**WHAT IS REQUIRED**
Take the material below and restate it word for word, stopping after the line in which "pub mod mock;" occurs.

**EXTRACTED DATA**
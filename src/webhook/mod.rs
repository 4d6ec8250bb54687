//! Webhook Reconciler
//!
//! Accepts provider callbacks, which may arrive late, out of order or more
//! than once, and feeds them to the payment state machine. Every delivery is
//! acknowledged and written to the webhook event log.

pub mod payload;
pub mod reconciler;

pub use payload::{DisbursementCallback, InvoiceCallback, NormalizedWebhook, WebhookPayload};
pub use reconciler::{Acknowledgement, WebhookReconciler};
//! Provider Boundary
//!
//! Outbound collaborators: the payment gateway that issues charges for
//! top-ups and payments, and the payout provider that validates bank
//! accounts and sends disbursements. The core only sees these traits.
//!
//! # Explicit Fail Rule
//!
//! Only [`ProviderError::Rejected`] means the provider definitely did not
//! act. Timeouts and transport errors leave the outcome unknown, so callers
//! must not release funds on them.

pub mod http;
#[cfg(test)]
pub mod mock;

use async_trait::async_trait;
use chrono::{DateTime, Utc};
use rust_decimal::Decimal;
use serde::{Deserialize, Serialize};
use thiserror::Error;

use crate::error::WalletError;
use crate::ledger::TransactionId;

pub use http::{HttpPaymentGateway, HttpPayoutProvider};

/// Provider key recorded on payment details for gateway charges
pub const PAYMENT_GATEWAY: &str = "payment_gateway";

/// Provider key recorded on payment details for payouts
pub const PAYOUT_PROVIDER: &str = "payout_provider";

#[derive(Error, Debug, Clone, PartialEq)]
pub enum ProviderError {
    #[error("Rejected by provider: {0}")]
    Rejected(String),

    #[error("Provider request timed out")]
    Timeout,

    #[error("Provider unavailable: {0}")]
    Unavailable(String),

    #[error("Unexpected provider response: {0}")]
    InvalidResponse(String),

    #[error("Not found at provider: {0}")]
    NotFound(String),
}

impl ProviderError {
    /// The provider definitely refused; safe to release funds
    pub fn is_explicit_rejection(&self) -> bool {
        matches!(self, ProviderError::Rejected(_))
    }
}

impl From<ProviderError> for WalletError {
    fn from(e: ProviderError) -> Self {
        WalletError::Provider(e.to_string())
    }
}

/// Run a provider call under a deadline, mapping expiry to [`ProviderError::Timeout`]
pub async fn with_timeout<T>(
    limit: std::time::Duration,
    call: impl std::future::Future<Output = Result<T, ProviderError>>,
) -> Result<T, ProviderError> {
    tokio::time::timeout(limit, call)
        .await
        .unwrap_or(Err(ProviderError::Timeout))
}

// ============================================================================
// Payment gateway
// ============================================================================

#[derive(Debug, Clone, PartialEq, Serialize, Deserialize)]
pub struct ChargeRequest {
    /// Our transaction id, sent as the provider's external id
    pub reference: TransactionId,
    pub amount: Decimal,
    pub currency: String,
    pub payment_method: String,
    pub description: Option<String>,
}

#[derive(Debug, Clone, PartialEq, Serialize, Deserialize)]
pub struct Charge {
    pub provider_payment_id: String,
    pub checkout_url: Option<String>,
}

#[async_trait]
pub trait PaymentGateway: Send + Sync {
    /// Create a charge (invoice) the user completes out of band
    async fn create_charge(&self, req: &ChargeRequest) -> Result<Charge, ProviderError>;
}

// ============================================================================
// Payout provider
// ============================================================================

#[derive(Debug, Clone, PartialEq, Serialize, Deserialize)]
pub struct BankAccountInfo {
    pub bank_code: String,
    pub account_number: String,
    pub account_holder: String,
}

#[derive(Debug, Clone, PartialEq, Serialize, Deserialize)]
pub struct DisbursementRequest {
    /// Our transaction id; the provider deduplicates on it
    pub reference: TransactionId,
    pub amount: Decimal,
    pub currency: String,
    pub bank_code: String,
    pub account_number: String,
    pub recipient_name: String,
    pub description: Option<String>,
}

#[derive(Debug, Clone, PartialEq, Serialize, Deserialize)]
pub struct Disbursement {
    pub provider_payment_id: String,
    pub status: String,
}

#[derive(Debug, Clone, PartialEq, Serialize, Deserialize)]
pub struct DisbursementStatus {
    pub provider_payment_id: String,
    pub status: String,
    pub failure_reason: Option<String>,
    pub updated_at: Option<DateTime<Utc>>,
}

#[async_trait]
pub trait PayoutProvider: Send + Sync {
    /// Look up the holder of a bank account. `Rejected` means the account is invalid.
    async fn validate_bank_account(
        &self,
        bank_code: &str,
        account_number: &str,
    ) -> Result<BankAccountInfo, ProviderError>;

    async fn submit_disbursement(
        &self,
        req: &DisbursementRequest,
    ) -> Result<Disbursement, ProviderError>;

    /// Current status of the disbursement submitted for `reference`
    async fn disbursement_status(
        &self,
        reference: TransactionId,
    ) -> Result<DisbursementStatus, ProviderError>;
}
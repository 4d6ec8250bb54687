//! Payment Lifecycle
//!
//! Status vocabulary, transition rules and the state machine that applies
//! provider-reported outcomes to the ledger.

pub mod machine;
pub mod state;
pub mod vocabulary;

pub use machine::PaymentStateMachine;
pub use state::{
    BalanceEffect, StatusUpdate, TransactionStatus, TransitionCheck, TransitionOutcome,
};
pub use vocabulary::StatusVocabulary;
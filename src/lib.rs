//! GSALT Wallet Ledger
//!
//! Transaction and payment reconciliation core for a custodial GSALT wallet.
//! Balances are integer minor units (1 GSALT = 100 units). Money moves through
//! an append-only transaction ledger; provider-backed transactions settle
//! through one status state machine, whether the news arrives by webhook or
//! by the worker's status poll.
//!
//! # Modules
//!
//! - [`money`] - GSALT amount codec
//! - [`ledger`] - Accounts, transactions and the store seam (memory, PostgreSQL)
//! - [`payment`] - Status state machine and provider status vocabularies
//! - [`transfer`] - Account-to-account transfers
//! - [`funding`] - Top-ups, payments and voucher redemptions
//! - [`withdrawal`] - Bank payouts
//! - [`webhook`] - Provider callback reconciliation
//! - [`worker`] - Stale withdrawal polling and charge expiry
//! - [`wallet`] - Service wiring

pub mod config;
pub mod db;
pub mod error;
pub mod funding;
pub mod ledger;
pub mod logging;
pub mod money;
pub mod payment;
pub mod provider;
pub mod requests;
pub mod transfer;
pub mod wallet;
pub mod webhook;
pub mod withdrawal;
pub mod worker;


// Convenient re-exports at crate root
pub use error::WalletError;
pub use ledger::{
    Account, AccountId, AccountStatus, LedgerStore, MemoryLedgerStore, PgLedgerStore,
    Transaction, TransactionId, TransactionType,
};
pub use payment::{PaymentStateMachine, StatusUpdate, TransactionStatus, TransitionOutcome};
pub use wallet::Wallet;
pub use webhook::{Acknowledgement, WebhookPayload};
pub use worker::{ReconciliationWorker, WorkerConfig};
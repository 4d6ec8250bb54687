use async_trait::async_trait;
use futures::future::join_all;
use std::sync::Arc;
use std::time::Duration;

use gsalt_ledger::config::FundingConfig;
use gsalt_ledger::ledger::WebhookOutcome;
use gsalt_ledger::money;
use gsalt_ledger::provider::{
    BankAccountInfo, Charge, ChargeRequest, Disbursement, DisbursementRequest, DisbursementStatus,
    PaymentGateway, PayoutProvider, ProviderError,
};
use gsalt_ledger::requests::{TopupRequest, WithdrawalRequest};
use gsalt_ledger::webhook::{DisbursementCallback, InvoiceCallback};
use gsalt_ledger::{
    AccountId, LedgerStore, MemoryLedgerStore, TransactionId, TransactionStatus, Wallet,
    WalletError, WebhookPayload,
};

/// Gateway that accepts every charge
struct AcceptingGateway;

#[async_trait]
impl PaymentGateway for AcceptingGateway {
    async fn create_charge(&self, req: &ChargeRequest) -> Result<Charge, ProviderError> {
        Ok(Charge {
            provider_payment_id: format!("inv-{}", req.reference),
            checkout_url: None,
        })
    }
}

/// Payout provider that accepts every disbursement and never settles on its own
struct AcceptingPayout;

#[async_trait]
impl PayoutProvider for AcceptingPayout {
    async fn validate_bank_account(
        &self,
        bank_code: &str,
        account_number: &str,
    ) -> Result<BankAccountInfo, ProviderError> {
        Ok(BankAccountInfo {
            bank_code: bank_code.to_string(),
            account_number: account_number.to_string(),
            account_holder: "SITI RAHAYU".to_string(),
        })
    }

    async fn submit_disbursement(
        &self,
        req: &DisbursementRequest,
    ) -> Result<Disbursement, ProviderError> {
        Ok(Disbursement {
            provider_payment_id: format!("disb-{}", req.reference),
            status: "ACCEPTED".to_string(),
        })
    }

    async fn disbursement_status(
        &self,
        reference: TransactionId,
    ) -> Result<DisbursementStatus, ProviderError> {
        Ok(DisbursementStatus {
            provider_payment_id: format!("disb-{}", reference),
            status: "PENDING".to_string(),
            failure_reason: None,
            updated_at: None,
        })
    }
}

fn wallet() -> (Arc<MemoryLedgerStore>, Wallet) {
    let store = Arc::new(MemoryLedgerStore::new());
    let wallet = Wallet::new(
        store.clone(),
        Arc::new(AcceptingGateway),
        Arc::new(AcceptingPayout),
        FundingConfig::default(),
        Duration::from_secs(5),
    );
    (store, wallet)
}

async fn balance(wallet: &Wallet, account: AccountId) -> u64 {
    wallet.account(account).await.unwrap().balance
}

#[tokio::test]
async fn scenario_topup_transfer_withdrawal() {
    let (store, wallet) = wallet();
    let a = AccountId::new();
    let b = AccountId::new();
    wallet.open_account(a).await.unwrap();
    wallet.open_account(b).await.unwrap();
    store.apply_credit(a, 1000).await.unwrap();

    // Top-up 50.00, settled by webhook
    let pending = wallet
        .funding()
        .create_topup(&TopupRequest {
            account_id: a,
            amount_gsalt: "50.00".into(),
            payment_method: "VA_BCA".into(),
            external_reference_id: "topup-001".into(),
        })
        .await
        .unwrap();
    let ack = wallet
        .webhooks()
        .reconcile(WebhookPayload::Invoice(InvoiceCallback {
            id: pending.provider_payment_id.unwrap(),
            external_id: pending.transaction.id.to_string(),
            status: "COMPLETED".into(),
            paid_amount: None,
            paid_at: None,
            failure_reason: None,
        }))
        .await;
    assert_eq!(ack.outcome, WebhookOutcome::Applied);
    assert_eq!(balance(&wallet, a).await, 6000);

    // Transfer 20.00 to B
    wallet.transfers().transfer(a, b, 2000, None).await.unwrap();
    assert_eq!(balance(&wallet, a).await, 4000);
    assert_eq!(balance(&wallet, b).await, 2000);

    // Withdraw 30.00, provider reports failure, hold comes back
    let receipt = wallet
        .withdrawals()
        .initiate_withdrawal(&WithdrawalRequest {
            account_id: a,
            amount_gsalt: "30.00".into(),
            bank_code: "BNI".into(),
            account_number: "0099887766".into(),
            recipient_name: "Siti Rahayu".into(),
            external_reference_id: "wd-001".into(),
            description: None,
        })
        .await
        .unwrap();
    assert_eq!(balance(&wallet, a).await, 1000);

    let polled = wallet
        .withdrawals()
        .check_withdrawal_status(receipt.transaction.id)
        .await
        .unwrap();
    assert_eq!(polled.status, TransactionStatus::Pending);

    wallet
        .webhooks()
        .reconcile(WebhookPayload::Disbursement(DisbursementCallback {
            id: receipt.provider_payment_id.unwrap(),
            external_id: receipt.transaction.id.to_string(),
            status: "FAILED".into(),
            amount: None,
            failure_code: Some("ACCOUNT_CLOSED".into()),
            updated: None,
        }))
        .await;
    assert_eq!(balance(&wallet, a).await, 4000);
    assert_eq!(balance(&wallet, b).await, 2000);
}

#[tokio::test]
async fn scenario_insufficient_balance_leaves_no_trace() {
    let (store, wallet) = wallet();
    let a = AccountId::new();
    let b = AccountId::new();
    wallet.open_account(a).await.unwrap();
    wallet.open_account(b).await.unwrap();
    store.apply_credit(a, 1000).await.unwrap();

    let err = wallet.transfers().transfer(a, b, 5000, None).await.unwrap_err();
    assert_eq!(
        err,
        WalletError::InsufficientBalance {
            available: 1000,
            requested: 5000
        }
    );
    assert!(store.transactions_for(a).unwrap().is_empty());
    assert!(store.transactions_for(b).unwrap().is_empty());
}

#[tokio::test(flavor = "multi_thread", worker_threads = 4)]
async fn scenario_ring_transfers_conserve_total() {
    let (store, wallet) = wallet();
    let wallet = Arc::new(wallet);
    let accounts: Vec<AccountId> = (0..4).map(|_| AccountId::new()).collect();
    for account in &accounts {
        wallet.open_account(*account).await.unwrap();
        store.apply_credit(*account, 10_000).await.unwrap();
    }

    let transfers = (0..40).map(|i| {
        let wallet = wallet.clone();
        let source = accounts[i % 4];
        let destination = accounts[(i + 1) % 4];
        async move { wallet.transfers().transfer(source, destination, 700, None).await }
    });
    let results = join_all(transfers).await;
    assert!(results.iter().all(|r| r.is_ok()));

    let mut total = 0;
    for account in &accounts {
        total += balance(&wallet, *account).await;
    }
    assert_eq!(total, 40_000);
}

#[test]
fn scenario_amount_codec() {
    assert_eq!(money::to_minor_units("50.00").unwrap(), 5000);
    assert_eq!(money::to_minor_units("0.5").unwrap(), 50);
    assert_eq!(money::to_minor_units("1.999").unwrap(), 199);
    assert!(money::to_minor_units("-1").is_err());
    assert_eq!(money::to_decimal(5000), "50.00");
    assert_eq!(
        money::to_minor_units(&money::to_decimal(123_456)).unwrap(),
        123_456
    );
}
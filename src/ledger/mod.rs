//! Ledger Store
//!
//! Accounts, transactions and payment details, and the only code allowed to
//! change a balance.
//!
//! # Invariants
//!
//! 1. **Non-negative**: no committed state has a negative balance
//! 2. **Atomic composites**: a transfer pair, a hold plus its PENDING
//!    transaction, and a status plus its balance effect are each all-or-nothing
//! 3. **Idempotency**: `(account, type, external_reference_id)` and
//!    `(provider, provider_payment_id)` are unique

pub mod memory;
pub mod postgres;
pub mod store;
pub mod types;

pub use memory::MemoryLedgerStore;
pub use postgres::PgLedgerStore;
pub use store::LedgerStore;
pub use types::{
    Account, AccountId, AccountStatus, CorrelationId, NewPaymentDetails, NewTransaction,
    PaymentDetails, Transaction, TransactionId, TransactionType, TransferEntry, TransferPair,
    WebhookEvent, WebhookOutcome,
};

**EXERCISE RESULT**
filename src/webhook/mod.rs
repository 4d6ec8250bb54687
//! Webhook Reconciler
//!
//! Accepts provider callbacks, which may arrive late, out of order or more
//! than once, and feeds them to the payment state machine. Every delivery is
//! acknowledged and written to the webhook event log.

pub mod payload;
pub mod reconciler;

pub use payload::{DisbursementCallback, InvoiceCallback, NormalizedWebhook, WebhookPayload};
pub use reconciler::{Acknowledgement, WebhookReconciler};
//! Provider Boundary
//!
//! Outbound collaborators: the payment gateway that issues charges for
//! top-ups and payments, and the payout provider that validates bank
//! accounts and sends disbursements. The core only sees these traits.
//!
//! # Explicit Fail Rule
//!
//! Only [`ProviderError::Rejected`] means the provider definitely did not
//! act. Timeouts and transport errors leave the outcome unknown, so callers
//! must not release funds on them.

pub mod http;
#[cfg(test)]
pub mod mock;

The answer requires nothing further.